/cam-study

Python scripts for model optimization, super learner optimization, model expansion as used in the Curbside Admission Model paper.

Primary LanguagePython

Description of files:

modelSearch.py is how the models are tested and optimized and ensembled and saved.

testSubsetSize.py trains the selected super learner model on incremental proportions of training data to see the performance approach a maximum.

modelExpand.py takes every combination of possible missing values in an input patient and fits and saves a model to that specific combination.
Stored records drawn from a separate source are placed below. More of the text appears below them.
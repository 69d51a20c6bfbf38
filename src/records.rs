//! Record source boundary: load exported annotation tables, normalize their
//! column names and empty cells, and summarize what was loaded.

use std::collections::{BTreeSet, HashMap};
use std::path::{Path, PathBuf};

use serde::Serialize;
use serde_json::{Map, Value};
use thiserror::Error;

use crate::models::{
    dialogue_key, is_blank, submitter_of, NormalizedRecord, DIALOGUE_ID_FIELD, SUBMITTER_ID_FIELD,
};

/// Submitter label used in summaries for records without one.
pub const EMPTY_SUBMITTER: &str = "(empty)";

#[derive(Error, Debug)]
pub enum RecordError {
    #[error("Failed to read {path}: {source}")]
    Io {
        path: PathBuf,
        source: std::io::Error,
    },

    #[error("Invalid JSON in {path}: {source}")]
    Json {
        path: PathBuf,
        source: serde_json::Error,
    },

    #[error("{path}: expected a JSON array at the top level")]
    NotAnArray { path: PathBuf },

    #[error("{path}: entry {index} is not a JSON object")]
    NotAnObject { path: PathBuf, index: usize },

    #[error("{path}: entry {index} has no '{field}'")]
    MissingField {
        path: PathBuf,
        index: usize,
        field: String,
    },
}

// ═══════════════════════════════════════════════════════════════════════════
// Normalization
// ═══════════════════════════════════════════════════════════════════════════

/// Source column → canonical field renames.
#[derive(Debug, Clone, PartialEq, Eq)]
pub struct FieldMapping {
    renames: Vec<(String, String)>,
}

impl Default for FieldMapping {
    /// Column names of the annotation table export.
    fn default() -> Self {
        Self::new()
            .rename("编号", DIALOGUE_ID_FIELD)
            .rename("提交人", SUBMITTER_ID_FIELD)
    }
}

impl FieldMapping {
    /// No renames at all.
    pub fn new() -> Self {
        Self { renames: Vec::new() }
    }

    pub fn rename(mut self, source: &str, canonical: &str) -> Self {
        self.renames.push((source.to_string(), canonical.to_string()));
        self
    }

    fn canonical<'a>(&'a self, source: &'a str) -> &'a str {
        self.renames
            .iter()
            .find(|(from, _)| from == source)
            .map_or(source, |(_, to)| to.as_str())
    }
}

/// Rename columns per `mapping` and turn `""` and `[]` into null.
///
/// A canonical field that is already present is never overwritten by a
/// renamed column.
pub fn normalize_record(raw: &Map<String, Value>, mapping: &FieldMapping) -> NormalizedRecord {
    let mut record = NormalizedRecord::new();
    for (name, value) in raw {
        let canonical = mapping.canonical(name);
        if canonical != name && raw.contains_key(canonical) {
            continue;
        }
        let value = if is_blank(value) { Value::Null } else { value.clone() };
        record.insert(canonical.to_string(), value);
    }
    record
}

// ═══════════════════════════════════════════════════════════════════════════
// Loading
// ═══════════════════════════════════════════════════════════════════════════

/// Read a file holding a JSON array of objects.
pub fn read_object_array(path: &Path) -> Result<Vec<Map<String, Value>>, RecordError> {
    let text = std::fs::read_to_string(path).map_err(|source| RecordError::Io {
        path: path.to_path_buf(),
        source,
    })?;
    let value: Value = serde_json::from_str(&text).map_err(|source| RecordError::Json {
        path: path.to_path_buf(),
        source,
    })?;
    let Value::Array(items) = value else {
        return Err(RecordError::NotAnArray {
            path: path.to_path_buf(),
        });
    };

    items
        .into_iter()
        .enumerate()
        .map(|(index, item)| match item {
            Value::Object(map) => Ok(map),
            _ => Err(RecordError::NotAnObject {
                path: path.to_path_buf(),
                index,
            }),
        })
        .collect()
}

/// Load and normalize annotation records.
pub fn load_records(
    path: &Path,
    mapping: &FieldMapping,
) -> Result<Vec<NormalizedRecord>, RecordError> {
    let records: Vec<NormalizedRecord> = read_object_array(path)?
        .iter()
        .map(|raw| normalize_record(raw, mapping))
        .collect();
    tracing::info!(path = %path.display(), count = records.len(), "Records loaded");
    Ok(records)
}

/// Load dialogues to analyze as `(dialogue_id, payload)` pairs.
///
/// Each object is one dialogue; the whole object, serialized, is its payload.
pub fn load_dialogues(path: &Path) -> Result<Vec<(String, String)>, RecordError> {
    read_object_array(path)?
        .into_iter()
        .enumerate()
        .map(|(index, dialogue)| {
            let key = dialogue_key(dialogue.get(DIALOGUE_ID_FIELD)).ok_or_else(|| {
                RecordError::MissingField {
                    path: path.to_path_buf(),
                    index,
                    field: DIALOGUE_ID_FIELD.to_string(),
                }
            })?;
            let payload = serde_json::to_string(&dialogue).map_err(|source| RecordError::Json {
                path: path.to_path_buf(),
                source,
            })?;
            Ok((key, payload))
        })
        .collect()
}

/// Read a field list: one name per line, blank lines and `#` comments skipped.
pub fn load_field_list(path: &Path) -> Result<Vec<String>, RecordError> {
    let text = std::fs::read_to_string(path).map_err(|source| RecordError::Io {
        path: path.to_path_buf(),
        source,
    })?;
    Ok(text
        .lines()
        .map(str::trim)
        .filter(|line| !line.is_empty() && !line.starts_with('#'))
        .map(str::to_string)
        .collect())
}

// ═══════════════════════════════════════════════════════════════════════════
// Queries
// ═══════════════════════════════════════════════════════════════════════════

/// Sort key for a dialogue id: its value when all digits, otherwise 0.
fn numeric_order(record: &NormalizedRecord) -> u64 {
    dialogue_key(record.get(DIALOGUE_ID_FIELD))
        .filter(|key| !key.is_empty() && key.bytes().all(|b| b.is_ascii_digit()))
        .and_then(|key| key.parse().ok())
        .unwrap_or(0)
}

/// All records of one submitter, ordered by numeric dialogue id.
pub fn records_for_submitter(
    records: &[NormalizedRecord],
    submitter: &str,
) -> Vec<NormalizedRecord> {
    let mut selected: Vec<NormalizedRecord> = records
        .iter()
        .filter(|r| submitter_of(r) == Some(submitter))
        .cloned()
        .collect();
    if selected.is_empty() {
        tracing::warn!(submitter, "No records found for submitter");
    }
    selected.sort_by_key(numeric_order);
    selected
}

#[derive(Debug, Clone, PartialEq, Serialize)]
pub struct SubmitterCount {
    pub submitter: String,
    pub count: usize,
}

#[derive(Debug, Clone, PartialEq, Serialize)]
pub struct FieldFill {
    pub field: String,
    pub filled: usize,
    pub total: usize,
    /// Percentage, 2 decimals.
    pub rate: f64,
}

/// Overview of a record collection.
#[derive(Debug, Clone, PartialEq, Serialize)]
pub struct RecordSummary {
    pub total: usize,
    /// Every field seen on any record, sorted.
    pub field_names: Vec<String>,
    /// Most records first; ties keep first-seen order.
    pub submitter_counts: Vec<SubmitterCount>,
    /// Sorted by field name.
    pub field_fill: Vec<FieldFill>,
}

pub fn summarize(records: &[NormalizedRecord]) -> RecordSummary {
    let field_names: BTreeSet<&str> = records
        .iter()
        .flat_map(|r| r.keys().map(String::as_str))
        .collect();

    let mut submitter_counts: Vec<SubmitterCount> = Vec::new();
    let mut seen: HashMap<String, usize> = HashMap::new();
    for record in records {
        let submitter = submitter_of(record).unwrap_or(EMPTY_SUBMITTER);
        match seen.get(submitter) {
            Some(&i) => submitter_counts[i].count += 1,
            None => {
                seen.insert(submitter.to_string(), submitter_counts.len());
                submitter_counts.push(SubmitterCount {
                    submitter: submitter.to_string(),
                    count: 1,
                });
            }
        }
    }
    // Stable sort keeps first-seen order among equal counts.
    submitter_counts.sort_by(|a, b| b.count.cmp(&a.count));

    let total = records.len();
    let field_fill = field_names
        .iter()
        .map(|&field| {
            let filled = records
                .iter()
                .filter(|r| r.get(field).is_some_and(|v| !is_blank(v)))
                .count();
            let rate = if total == 0 {
                0.0
            } else {
                (filled as f64 / total as f64 * 10_000.0).round() / 100.0
            };
            FieldFill {
                field: field.to_string(),
                filled,
                total,
                rate,
            }
        })
        .collect();

    RecordSummary {
        total,
        field_names: field_names.into_iter().map(str::to_string).collect(),
        submitter_counts,
        field_fill,
    }
}

/// Emit a summary through `tracing`.
pub fn log_summary(summary: &RecordSummary) {
    tracing::info!(total = summary.total, fields = summary.field_names.len(), "Record summary");
    for s in &summary.submitter_counts {
        tracing::info!(submitter = %s.submitter, count = s.count, "Records per submitter");
    }
    for f in &summary.field_fill {
        tracing::info!(
            field = %f.field,
            filled = f.filled,
            total = f.total,
            rate = f.rate,
            "Field fill rate"
        );
    }
}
Prepares the expanded models for production use (saving models/LABEL/all_scores_IDENTIFIER.csv for use in figure generation) . Also, this allows for use in production to check for missing values in the input patient data and choose the correct model to predict accordingly.

utils/cleaning.py is how the raw data is cleaned to then be fit.

utils/SuperLearner.py is the super learner framework that I built. It holds the SuperLearner class that can be fit, output scores, and make predictions...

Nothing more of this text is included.